Pic of Charred sweetcorn with chermoula

Charred sweetcorn with chermoula

Show ingredients

Vegetarian mains

Charred sweetcorn with chermoula

Side Serves 3 20 min
A recipe by Niki Webster, aka Rebel Recipes. “I love corn season and this recipe is a celebration of it at its best. It’s simply charred with a gorgeous chermoula sauce: this bright green herby deliciousness hails from Algerian, Libyan, Moroccan and Tunisian cooking traditions. It’s brilliant with corn on the cob but also delicious in soups and stews or mixed into beans.”


For the corn

  • 3 sweetcorn cobs
  • 2 tbsp olive oil

For the chermoula

  • 1 tsp cumin seeds
  • 1 tsp coriander seeds
  • 50g fresh coriander, including stalks
  • 20g parsley
  • 2 garlic cloves
  • Juice of 1/2 lemon
  • 1 preserved lemon - optional
  • 1 tsp ground paprika
  • 1/2 tsp chilli flakes
  • 5 tbsp extra virgin olive oil
  • A good pinch of sea salt
Image of Charred sweetcorn with chermoula


Prep time: 5 min
Cooking time: 15 min
  • Step 1

    Start by cooking the sweetcorn. In a large pan, bring lightly salted water to a boil.
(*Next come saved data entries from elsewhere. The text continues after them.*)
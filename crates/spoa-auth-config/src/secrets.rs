//! Secret resolution.
//!
//! A secret field `foo` may be given inline as `foo = "..."` or indirectly as
//! `foo_env = "VAR"`. The environment variable wins when both are set.

use crate::error::{ConfigError, Result};

/// A resolved secret with provenance.
#[derive(Clone, PartialEq, Eq)]
pub struct ResolvedSecret {
    pub value: String,
    pub source: SecretSource,
}

impl std::fmt::Debug for ResolvedSecret {
    fn fmt(&self, f: &mut std::fmt::Formatter<'_>) -> std::fmt::Result {
        f.debug_struct("ResolvedSecret")
            .field("value", &"<redacted>")
            .field("source", &self.source)
            .finish()
    }
}

/// Where a secret was resolved from.
#[derive(Debug, Clone, PartialEq, Eq)]
pub enum SecretSource {
    EnvVar(String),
    /// Plaintext in the config file.
    ConfigFile,
}

impl std::fmt::Display for SecretSource {
    fn fmt(&self, f: &mut std::fmt::Formatter<'_>) -> std::fmt::Result {
        match self {
            SecretSource::EnvVar(var) => write!(f, "env var {}", var),
            SecretSource::ConfigFile => write!(f, "config file (plaintext)"),
        }
    }
}

/// Resolve `field` from its `*_env` indirection or inline value.
pub fn resolve_secret(
    field: &str,
    inline: Option<&str>,
    env_var: Option<&str>,
) -> Result<ResolvedSecret> {
    if let Some(var) = env_var.filter(|v| !v.is_empty()) {
        return match std::env::var(var) {
            Ok(value) if !value.is_empty() => Ok(ResolvedSecret {
                value,
                source: SecretSource::EnvVar(var.to_string()),
            }),
            _ => Err(ConfigError::SecretEnvMissing {
                var: var.to_string(),
                field: field.to_string(),
            }),
        };
    }

    match inline.filter(|v| !v.is_empty()) {
        Some(value) => Ok(ResolvedSecret {
            value: value.to_string(),
            source: SecretSource::ConfigFile,
        }),
        None => Err(ConfigError::MissingField {
            field: field.to_string(),
            context: "secrets (set it inline or via the matching *_env variable)".to_string(),
        }),
    }
}
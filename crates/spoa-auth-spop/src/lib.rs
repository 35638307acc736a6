//! Stream Processing Offload Protocol (SPOP) agent engine.
//!
//! HAProxy's SPOE filter offloads request processing to external agents over
//! SPOP: a binary protocol of length-prefixed frames exchanged on long-lived
//! TCP connections. This crate implements the agent side:
//!
//! - [`varint`] and [`frame`] - wire encoding of integers, typed values and frames
//! - [`codec`] - whole-buffer encode/decode plus a `tokio_util` codec
//! - [`handshake`] - HELLO negotiation of version, frame size and capabilities
//! - [`reassembly`] - bounded buffering of fragmented NOTIFY frames
//! - [`connection`] - the per-connection multiplexer dispatching NOTIFY
//!   messages through an [`AuthenticatorRouter`](spoa_auth_types::AuthenticatorRouter)
//! - [`server`] - the TCP listener
//!
//! # Example
//!
//! ```ignore
//! use spoa_auth_spop::{AgentConfig, AgentServer};
//!
//! let server = AgentServer::new(router, AgentConfig::new("0.0.0.0:12345".parse()?));
//! let listener = server.bind().await?;
//! server.serve(listener, async { tokio::signal::ctrl_c().await.ok(); }).await?;
//! ```

pub mod codec;
pub mod config;
pub mod connection;
pub mod error;
pub mod frame;
pub mod handshake;
pub mod reassembly;
pub mod server;
pub mod varint;

pub use codec::{FrameCodec, decode_frame, encode_frame};
pub use config::AgentConfig;
pub use connection::{Connection, ConnectionState};
pub use error::{DisconnectStatus, ProtocolError, Result};
pub use frame::{Action, Frame, FrameFlags, FrameType, Message, Payload, VarScope};
pub use handshake::Negotiated;
pub use server::AgentServer;
//! spoa-auth - HAProxy SPOE authentication agent
//!
//! Main entry point for the spoa-auth CLI.

use std::net::SocketAddr;
use std::path::PathBuf;

use anyhow::Result;
use clap::{Parser, Subcommand};

mod commands;

use commands::{check_config, serve};

// ─────────────────────────────────────────────────────────────────────────────
// CLI Structure
// ─────────────────────────────────────────────────────────────────────────────

/// spoa-auth - authentication agent for HAProxy's stream processing offload engine
#[derive(Parser)]
#[command(name = "spoa-auth")]
#[command(author, version, about, long_about = None)]
#[command(propagate_version = true)]
pub struct Cli {
    /// Path to the configuration file (TOML or YAML)
    #[arg(short, long, global = true, env = "SPOA_AUTH_CONFIG")]
    pub config: Option<PathBuf>,

    /// Enable debug logging
    #[arg(short, long, global = true)]
    pub verbose: bool,

    /// Agent listen address (overrides server.addr)
    #[arg(short, long, global = true)]
    pub listen: Option<SocketAddr>,

    #[command(subcommand)]
    pub command: Option<Commands>,
}

#[derive(Subcommand)]
pub enum Commands {
    /// Run the agent (default)
    Serve(serve::ServeArgs),

    /// Validate the configuration and exit
    CheckConfig(check_config::CheckConfigArgs),
}

// ─────────────────────────────────────────────────────────────────────────────
// Main
// ─────────────────────────────────────────────────────────────────────────────

#[tokio::main]
async fn main() -> Result<()> {
    let cli = Cli::parse();

    let ctx = commands::Context {
        config_path: cli.config,
        listen: cli.listen,
        verbose: cli.verbose,
    };

    match cli.command.unwrap_or(Commands::Serve(serve::ServeArgs::default())) {
        Commands::Serve(args) => serve::run(args, &ctx).await,
        Commands::CheckConfig(args) => check_config::run(args, &ctx).await,
    }
}

#[cfg(test)]
mod tests {
    use super::*;
    use clap::CommandFactory;

    #[test]
    fn test_cli_definition() {
        Cli::command().debug_assert();
    }

    #[test]
    fn test_parse_flags() {
        let cli = Cli::parse_from([
            "spoa-auth",
            "--config",
            "/etc/spoa-auth.toml",
            "--verbose",
            "--listen",
            "0.0.0.0:12345",
        ]);
        assert_eq!(cli.config, Some(PathBuf::from("/etc/spoa-auth.toml")));
        assert!(cli.verbose);
        assert_eq!(cli.listen.unwrap().port(), 12345);
        assert!(cli.command.is_none());
    }

    #[test]
    fn test_parse_check_config() {
        let cli = Cli::parse_from(["spoa-auth", "check-config", "-c", "agent.yaml"]);
        assert!(matches!(cli.command, Some(Commands::CheckConfig(_))));
        assert_eq!(cli.config, Some(PathBuf::from("agent.yaml")));
    }
}
//! Configuration error types.

/// Result type alias for config operations.
pub type Result<T> = std::result::Result<T, ConfigError>;

/// Errors that can occur while loading or validating configuration.
#[derive(Debug, thiserror::Error)]
pub enum ConfigError {
    /// Failed to read a config file.
    #[error("failed to read config file '{path}': {source}")]
    ReadFile {
        path: String,
        source: std::io::Error,
    },

    /// Failed to parse TOML.
    #[error("failed to parse config: {0}")]
    Parse(#[from] toml::de::Error),

    /// Failed to parse YAML.
    #[error("failed to parse YAML config: {0}")]
    ParseYaml(#[from] serde_yaml::Error),

    /// No config file given and none found in the default locations.
    #[error("no config file found (searched: {searched})")]
    NotFound { searched: String },

    /// Missing required field.
    #[error("missing required field '{field}' in {context}")]
    MissingField { field: String, context: String },

    /// A field is present but unusable.
    #[error("invalid value for '{field}': {reason}")]
    Invalid { field: String, reason: String },

    /// A secret names an environment variable that is not set.
    #[error("environment variable '{var}' for {field} is not set")]
    SecretEnvMissing { var: String, field: String },

    /// An action is bound to an authenticator without a config section.
    #[error("action '{action}' uses the {kind} authenticator, but no [{kind}] section is configured")]
    UnconfiguredAuthenticator { action: String, kind: String },

    /// No action is bound to any authenticator.
    #[error("no actions configured")]
    NoActions,
}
Remove the husks and the silks from each ear of corn and chop off the bottom end.
  • Step 2

    Add to the pan of water, submerge and boil for 6-7 minutes, until just tender.
  • Step 3

    Remove from the pan and when cool enough - pat dry.
  • Step 4

    Heat a griddle pan/frying pan to a medium heat then brush some olive oil onto the corn. Add to the griddle and keep turning until all sides are charred. Remove from the heat.
  • Step 5

    Next make the chermoula sauce, by adding the ingredients into a mini chopper or food processor and blitz to combine. If you don’t have either, use a pestle and mortar.
  • Step 6

    Serve the charred corn with the chermoula sauce.